Ansible support for VMware is constantly growing and in the latest versions, it has become an essential tool that I use as part of my development process for standing up required infrastructure that is easy and quick to deploy or tear down. The key part of using Ansible for my deployments is that the process is repeatable and consistent.

In this post, I am going to cover some of the core Ansible modules that I use to perform these deployments and provide various use case examples. Once you understand these modules and lay down the groundwork, you’ll be deploying virtual machines or appliances in mere minutes, with the simple editing of some configuration files.

If you are not too familiar with what Ansible is, or what it’s used for, then I recommend that you check out the official documentation. You can also get a brief overview of what Ansible is at cloudacademy.com, and there is a wealth of online training and other material available to get you up to speed.

All examples used in this post, including a fully working Ansible solution, can be found on my Ansible-VMware Github.

Pre-requisites

You will need to have the following packages installed (through PIP) on your Ansible control machine:

  • ansible>=2.8.0
  • pyvmomi>=6.7.1.2018.12

I have also provided a requirements.txt file that you can install using PIP

pip install -r requirements.txt

Deploying Virtual Machines

The most basic task that you are ever likely to perform on any vSphere environment, is the deployment of a virtual machine. In this section, I am going to show you how Ansible can make the task of spinning up dozens of virtual machines a breeze.

Ansible provides the core module vmware_guest that can be used to create a new virtual machine or clone from an existing virtual machine template.

In these examples, I am going to demonstrate how you can create new virtual machines or clone an existing virtual machine from a template for both Windows and Linux, perform customization and configure hardware and advanced settings.

Create a New Virtual Machine (no template)

This is an example play that will create a virtual machine with no OS installed (not from a template).
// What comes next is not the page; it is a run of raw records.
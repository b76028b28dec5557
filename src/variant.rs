//! The four neumorphic style variants and their CSS formulas.
//!
//! Each variant pairs a background treatment with the common two-part
//! shadow. The set is a closed enum: adding a variant means extending
//! the matches here, checked at compile time, rather than registering
//! entries in a lookup table.

use std::fmt;

use serde::{Deserialize, Serialize};

use crate::shade::ShadeSet;

/// A neumorphic surface treatment.
///
/// | Variant   | Background                           | Shadow          |
/// |-----------|--------------------------------------|-----------------|
/// | `Flat`    | base color                           | outer pair      |
/// | `Concave` | gradient, shadow to highlight        | outer pair      |
/// | `Convex`  | gradient, highlight to shadow        | outer pair      |
/// | `Inset`   | base color                           | inner pair      |
#[derive(Debug, Clone, Copy, PartialEq, Eq, Hash, Serialize, Deserialize)]
#[serde(rename_all = "lowercase")]
pub enum Variant {
    Flat,
    Concave,
    Convex,
    Inset,
}

impl Variant {
    /// All variants, in generation order.
    pub const ALL: [Variant; 4] = [
        Variant::Flat,
        Variant::Concave,
        Variant::Convex,
        Variant::Inset,
    ];

    /// The lowercase name used in selectors.
    pub fn as_str(self) -> &'static str {
        match self {
            Variant::Flat => "flat",
            Variant::Concave => "concave",
            Variant::Convex => "convex",
            Variant::Inset => "inset",
        }
    }

    /// The `background` value for this variant.
    ///
    /// Flat and inset surfaces use the base color. Curved surfaces use a
    /// 145deg gradient between the gradient stops, shadow-first for
    /// concave and highlight-first for convex.
    pub fn background(self, shades: &ShadeSet) -> String {
        match self {
            Variant::Flat | Variant::Inset => shades.base.clone(),
            Variant::Concave => format!(
                "linear-gradient(145deg, {}, {})",
                shades.shadow_gradient, shades.highlight_gradient
            ),
            Variant::Convex => format!(
                "linear-gradient(145deg, {}, {})",
                shades.highlight_gradient, shades.shadow_gradient
            ),
        }
    }

    /// The `box-shadow` value for this variant at the given size.
    ///
    /// Two terms: a shadow offset down-right and a highlight offset
    /// up-left, each blurred at twice the offset. Inset surfaces prefix
    /// both terms with `inset`.
    pub fn box_shadow(self, shades: &ShadeSet, size: &str) -> String {
        match self {
            Variant::Flat | Variant::Concave | Variant::Convex => format!(
                "{s} {s} calc({s} * 2) {shadow}, -{s} -{s} calc({s} * 2) {highlight}",
                s = size,
                shadow = shades.shadow,
                highlight = shades.highlight,
            ),
            Variant::Inset => format!(
                "inset {s} {s} calc({s} * 2) {shadow}, inset -{s} -{s} calc({s} * 2) {highlight}",
                s = size,
                shadow = shades.shadow,
                highlight = shades.highlight,
            ),
        }
    }
}

impl fmt::Display for Variant {
    fn fmt(&self, f: &mut fmt::Formatter<'_>) -> fmt::Result {
        f.write_str(self.as_str())
    }
}
//! Color parsing errors.

use thiserror::Error;

/// Error returned when a palette value cannot be interpreted as a color.
///
/// Carries the offending string so callers can report which entry was
/// skipped. Shade derivation surfaces this error; utility generation
/// converts it into a per-color skip rather than aborting the pass.
#[derive(Debug, Clone, PartialEq, Eq, Error)]
#[error("unrecognized color value '{value}'")]
pub struct ColorParseError {
    /// The string that failed to parse.
    pub value: String,
}

impl ColorParseError {
    pub(crate) fn new<V: Into<String>>(value: V) -> Self {
        Self {
            value: value.into(),
        }
    }
}
//! Color tables and palette flattening.
//!
//! Hosts hand over a palette in the nested theme shape: top-level names
//! mapping either to a single color literal or to a map of shade keys
//! (`"100"`..`"900"`, `"default"`). [`flatten_color_palette`] turns that
//! into the flat name -> color map utility generation iterates over.
//!
//! All maps preserve insertion order; generated utilities appear in the
//! order the palette declares its colors.

use indexmap::IndexMap;
use once_cell::sync::Lazy;
use serde::{Deserialize, Serialize};

/// A nested palette: color family name to entry.
pub type ColorTable = IndexMap<String, ColorEntry>;

/// A flattened palette: derived name to color literal.
pub type FlatPalette = IndexMap<String, String>;

/// One top-level palette entry.
#[derive(Debug, Clone, PartialEq, Eq, Serialize, Deserialize)]
#[serde(untagged)]
pub enum ColorEntry {
    /// A single color literal, e.g. `"#fff"` or `"currentColor"`.
    Single(String),
    /// Shade-keyed color literals, e.g. `{"100": "#fff5f5", ...}`.
    Shades(IndexMap<String, String>),
}

impl ColorEntry {
    /// Creates a single-literal entry.
    pub fn single<V: Into<String>>(value: V) -> Self {
        ColorEntry::Single(value.into())
    }

    /// Creates a shade-keyed entry, preserving iteration order.
    pub fn shades<K, V, I>(entries: I) -> Self
    where
        K: Into<String>,
        V: Into<String>,
        I: IntoIterator<Item = (K, V)>,
    {
        ColorEntry::Shades(
            entries
                .into_iter()
                .map(|(k, v)| (k.into(), v.into()))
                .collect(),
        )
    }
}

/// Color names that never receive utilities.
///
/// Matched case-insensitively against flattened palette names. These are
/// CSS keywords, not colors; no shade set can be derived from them.
pub const RESERVED_KEYWORDS: &[&str] =
    &["currentcolor", "transparent", "unset", "initial", "inherit"];

/// Whether `name` matches a reserved CSS keyword, ignoring case.
pub fn is_reserved_keyword(name: &str) -> bool {
    RESERVED_KEYWORDS
        .iter()
        .any(|keyword| name.eq_ignore_ascii_case(keyword))
}

/// Flattens a nested palette into derived-name -> color pairs.
///
/// Single entries are copied verbatim under their own name. Shade-keyed
/// entries emit one pair per shade: `family-shadeKey`, except the shade
/// key `default` (exact match), which contributes the bare family name.
/// Values are not validated here; unparseable colors surface later, when
/// shades are derived.
///
/// # Example
///
/// ```rust
/// use neumorphism::{flatten_color_palette, ColorEntry, ColorTable};
///
/// let mut colors = ColorTable::new();
/// colors.insert("black".into(), ColorEntry::single("#000"));
/// colors.insert(
///     "red".into(),
///     ColorEntry::shades([("default", "#f56565"), ("900", "#742a2a")]),
/// );
///
/// let flat = flatten_color_palette(&colors);
/// assert_eq!(flat.get("black").map(String::as_str), Some("#000"));
/// assert_eq!(flat.get("red").map(String::as_str), Some("#f56565"));
/// assert_eq!(flat.get("red-900").map(String::as_str), Some("#742a2a"));
/// ```
pub fn flatten_color_palette(colors: &ColorTable) -> FlatPalette {
    let mut flat = FlatPalette::new();

    for (name, entry) in colors {
        match entry {
            ColorEntry::Single(value) => {
                flat.insert(name.clone(), value.clone());
            }
            ColorEntry::Shades(shades) => {
                for (key, value) in shades {
                    let flat_name = if key == "default" {
                        name.clone()
                    } else {
                        format!("{}-{}", name, key)
                    };
                    flat.insert(flat_name, value.clone());
                }
            }
        }
    }

    flat
}

/// The built-in default palette, used when the host supplies no colors.
///
/// Mirrors the classic utility-framework background palette: the
/// `transparent`/`current` aliases, `black`, `white`, and ten color
/// families with shade keys `100`..`900`.
pub static DEFAULT_COLORS: Lazy<ColorTable> = Lazy::new(|| {
    let mut colors = ColorTable::new();
    colors.insert("transparent".into(), ColorEntry::single("transparent"));
    colors.insert("current".into(), ColorEntry::single("currentColor"));
    colors.insert("black".into(), ColorEntry::single("#000"));
    colors.insert("white".into(), ColorEntry::single("#fff"));
    colors.insert(
        "gray".into(),
        ColorEntry::shades([
            ("100", "#f7fafc"),
            ("200", "#edf2f7"),
            ("300", "#e2e8f0"),
            ("400", "#cbd5e0"),
            ("500", "#a0aec0"),
            ("600", "#718096"),
            ("700", "#4a5568"),
            ("800", "#2d3748"),
            ("900", "#1a202c"),
        ]),
    );
    colors.insert(
        "red".into(),
        ColorEntry::shades([
            ("100", "#fff5f5"),
            ("200", "#fed7d7"),
            ("300", "#feb2b2"),
            ("400", "#fc8181"),
            ("500", "#f56565"),
            ("600", "#e53e3e"),
            ("700", "#c53030"),
            ("800", "#9b2c2c"),
            ("900", "#742a2a"),
        ]),
    );
    colors.insert(
        "orange".into(),
        ColorEntry::shades([
            ("100", "#fffaf0"),
            ("200", "#feebc8"),
            ("300", "#fbd38d"),
            ("400", "#f6ad55"),
            ("500", "#ed8936"),
            ("600", "#dd6b20"),
            ("700", "#c05621"),
            ("800", "#9c4221"),
            ("900", "#7b341e"),
        ]),
    );
    colors.insert(
        "yellow".into(),
        ColorEntry::shades([
            ("100", "#fffff0"),
            ("200", "#fefcbf"),
            ("300", "#faf089"),
            ("400", "#f6e05e"),
            ("500", "#ecc94b"),
            ("600", "#d69e2e"),
            ("700", "#b7791f"),
            ("800", "#975a16"),
            ("900", "#744210"),
        ]),
    );
    colors.insert(
        "green".into(),
        ColorEntry::shades([
            ("100", "#f0fff4"),
            ("200", "#c6f6d5"),
            ("300", "#9ae6b4"),
            ("400", "#68d391"),
            ("500", "#48bb78"),
            ("600", "#38a169"),
            ("700", "#2f855a"),
            ("800", "#276749"),
            ("900", "#22543d"),
        ]),
    );
    colors.insert(
        "teal".into(),
        ColorEntry::shades([
            ("100", "#e6fffa"),
            ("200", "#b2f5ea"),
            ("300", "#81e6d9"),
            ("400", "#4fd1c5"),
            ("500", "#38b2ac"),
            ("600", "#319795"),
            ("700", "#2c7a7b"),
            ("800", "#285e61"),
            ("900", "#234e52"),
        ]),
    );
    colors.insert(
        "blue".into(),
        ColorEntry::shades([
            ("100", "#ebf8ff"),
            ("200", "#bee3f8"),
            ("300", "#90cdf4"),
            ("400", "#63b3ed"),
            ("500", "#4299e1"),
            ("600", "#3182ce"),
            ("700", "#2b6cb0"),
            ("800", "#2c5282"),
            ("900", "#2a4365"),
        ]),
    );
    colors.insert(
        "indigo".into(),
        ColorEntry::shades([
            ("100", "#ebf4ff"),
            ("200", "#c3dafe"),
            ("300", "#a3bffa"),
            ("400", "#7f9cf5"),
            ("500", "#667eea"),
            ("600", "#5a67d8"),
            ("700", "#4c51bf"),
            ("800", "#434190"),
            ("900", "#3c366b"),
        ]),
    );
    colors.insert(
        "purple".into(),
        ColorEntry::shades([
            ("100", "#faf5ff"),
            ("200", "#e9d8fd"),
            ("300", "#d6bcfa"),
            ("400", "#b794f4"),
            ("500", "#9f7aea"),
            ("600", "#805ad5"),
            ("700", "#6b46c1"),
            ("800", "#553c9a"),
            ("900", "#44337a"),
        ]),
    );
    colors.insert(
        "pink".into(),
        ColorEntry::shades([
            ("100", "#fff5f7"),
            ("200", "#fed7e2"),
            ("300", "#fbb6ce"),
            ("400", "#f687b3"),
            ("500", "#ed64a6"),
            ("600", "#d53f8c"),
            ("700", "#b83280"),
            ("800", "#97266d"),
            ("900", "#702459"),
        ]),
    );
    colors
});

#[cfg(test)]
mod tests {
    use super::*;

    fn sample_table() -> ColorTable {
        let mut colors = ColorTable::new();
        colors.insert("transparent".into(), ColorEntry::single("transparent"));
        colors.insert("black".into(), ColorEntry::single("#000"));
        colors.insert(
            "red".into(),
            ColorEntry::shades([
                ("100", "#fff5f5"),
                ("default", "#f56565"),
                ("900", "#742a2a"),
            ]),
        );
        colors
    }

    // =========================================================================
    // Flattening tests
    // =========================================================================

    #[test]
    fn test_flatten_scalar_entries_verbatim() {
        let flat = flatten_color_palette(&sample_table());
        assert_eq!(flat.get("transparent").map(String::as_str), Some("transparent"));
        assert_eq!(flat.get("black").map(String::as_str), Some("#000"));
    }

    #[test]
    fn test_flatten_nested_entries_suffixed() {
        let flat = flatten_color_palette(&sample_table());
        assert_eq!(flat.get("red-100").map(String::as_str), Some("#fff5f5"));
        assert_eq!(flat.get("red-900").map(String::as_str), Some("#742a2a"));
    }

    #[test]
    fn test_flatten_default_shade_key_drops_suffix() {
        let flat = flatten_color_palette(&sample_table());
        assert_eq!(flat.get("red").map(String::as_str), Some("#f56565"));
        assert!(!flat.contains_key("red-default"));
    }

    #[test]
    fn test_flatten_default_shade_key_is_exact_match() {
        let mut colors = ColorTable::new();
        colors.insert(
            "blue".into(),
            ColorEntry::shades([("Default", "#4299e1")]),
        );

        let flat = flatten_color_palette(&colors);
        assert_eq!(flat.get("blue-Default").map(String::as_str), Some("#4299e1"));
        assert!(!flat.contains_key("blue"));
    }

    #[test]
    fn test_flatten_preserves_insertion_order() {
        let flat = flatten_color_palette(&sample_table());
        let keys: Vec<&str> = flat.keys().map(String::as_str).collect();
        assert_eq!(keys, ["transparent", "black", "red-100", "red", "red-900"]);
    }

    #[test]
    fn test_flatten_flat_table_is_idempotent() {
        let flat = flatten_color_palette(&sample_table());
        let reflattened = flatten_color_palette(
            &flat
                .iter()
                .map(|(name, value)| (name.clone(), ColorEntry::single(value.clone())))
                .collect(),
        );
        assert_eq!(reflattened, flat);
    }

    #[test]
    fn test_flatten_empty_table() {
        assert!(flatten_color_palette(&ColorTable::new()).is_empty());
    }

    // =========================================================================
    // Reserved keyword tests
    // =========================================================================

    #[test]
    fn test_reserved_keywords_case_insensitive() {
        assert!(is_reserved_keyword("transparent"));
        assert!(is_reserved_keyword("Transparent"));
        assert!(is_reserved_keyword("TRANSPARENT"));
        assert!(is_reserved_keyword("currentColor"));
        assert!(is_reserved_keyword("inherit"));
    }

    #[test]
    fn test_color_names_not_reserved() {
        assert!(!is_reserved_keyword("red"));
        assert!(!is_reserved_keyword("red-500"));
        assert!(!is_reserved_keyword("current"));
    }

    // =========================================================================
    // Default palette tests
    // =========================================================================

    #[test]
    fn test_default_colors_flatten_count() {
        // 4 scalar entries + 10 families of 9 shades
        let flat = flatten_color_palette(&DEFAULT_COLORS);
        assert_eq!(flat.len(), 94);
    }

    #[test]
    fn test_default_colors_well_known_entries() {
        let flat = flatten_color_palette(&DEFAULT_COLORS);
        assert_eq!(flat.get("black").map(String::as_str), Some("#000"));
        assert_eq!(flat.get("white").map(String::as_str), Some("#fff"));
        assert_eq!(flat.get("red-500").map(String::as_str), Some("#f56565"));
        assert_eq!(flat.get("pink-900").map(String::as_str), Some("#702459"));
    }

    #[test]
    fn test_default_colors_keyword_aliases_present() {
        // Filtered at generation time, not from the table itself
        assert!(DEFAULT_COLORS.contains_key("transparent"));
        assert_eq!(
            DEFAULT_COLORS.get("current"),
            Some(&ColorEntry::single("currentColor"))
        );
    }

    // =========================================================================
    // Serde shape tests
    // =========================================================================

    #[test]
    fn test_color_table_deserializes_mixed_shape() {
        let colors: ColorTable = serde_json::from_str(
            r##"{"black": "#000", "red": {"500": "#f56565", "default": "#fc8181"}}"##,
        )
        .unwrap();

        assert_eq!(colors.get("black"), Some(&ColorEntry::single("#000")));
        let flat = flatten_color_palette(&colors);
        assert_eq!(flat.get("red").map(String::as_str), Some("#fc8181"));
        assert_eq!(flat.get("red-500").map(String::as_str), Some("#f56565"));
    }
}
When the virtual machine is powered on, it will automatically try and PXE boot from the network, which can be useful in deployment pipelines where VMs are bootstrapped in this way.

I have a simple play called ‘vmware_create_virtual_machine.yml‘, which includes the tasks to create a virtual machine in VMware vSphere.

---
- hosts: local
  become: no
  gather_facts: False
  vars:
  tasks:
  - name: Create a New Virtual Machine
    vmware_guest:
      hostname: <vcenter hostname>
      username: <vcenter username>
      password: <vcenter password>
      validate_certs: no
      name: Linux_VM
      datacenter: SG1
      cluster: SG1-CLS-MGMT-01
      folder: /SG1/vm
      guest_id: centos7_64Guest
      disk:
      - size_gb: 20
        type: thin
        datastore: vsanDatastore
      hardware:
        memory_mb: 2048
        num_cpus: 1
        scsi: paravirtual
      networks:
      - name: Management
        device_type: vmxnet3
      state: poweredon
    delegate_to: localhost

Many of the properties should be self-explanatory, but we’re creating a virtual machine called Linux_VM, with 1 CPU, 2GB of Memory, a 20GB think hard disk, etc.

Because we are creating a new virtual machine, the guest_id needs to be provided, which sets the Guest Operating system profile on the VM. You can get the full list of supported guest_ids from the VMware developer support page.

To run the playbook, I invoke the ansible-playbook command.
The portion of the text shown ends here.